WHAT YOU HAVE TO DO: All entries shown below must be given again word for word.

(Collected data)
+--
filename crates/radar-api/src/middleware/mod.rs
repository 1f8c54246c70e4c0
//! API 서버용 HTTP middleware.

mod metrics;

pub use metrics::metrics_layer;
+--
EXPECTED ANSWER:
filename crates/radar-api/src/middleware/mod.rs
repository 1f8c54246c70e4c0
//! API 서버용 HTTP middleware.

mod metrics;

pub use metrics::metrics_layer;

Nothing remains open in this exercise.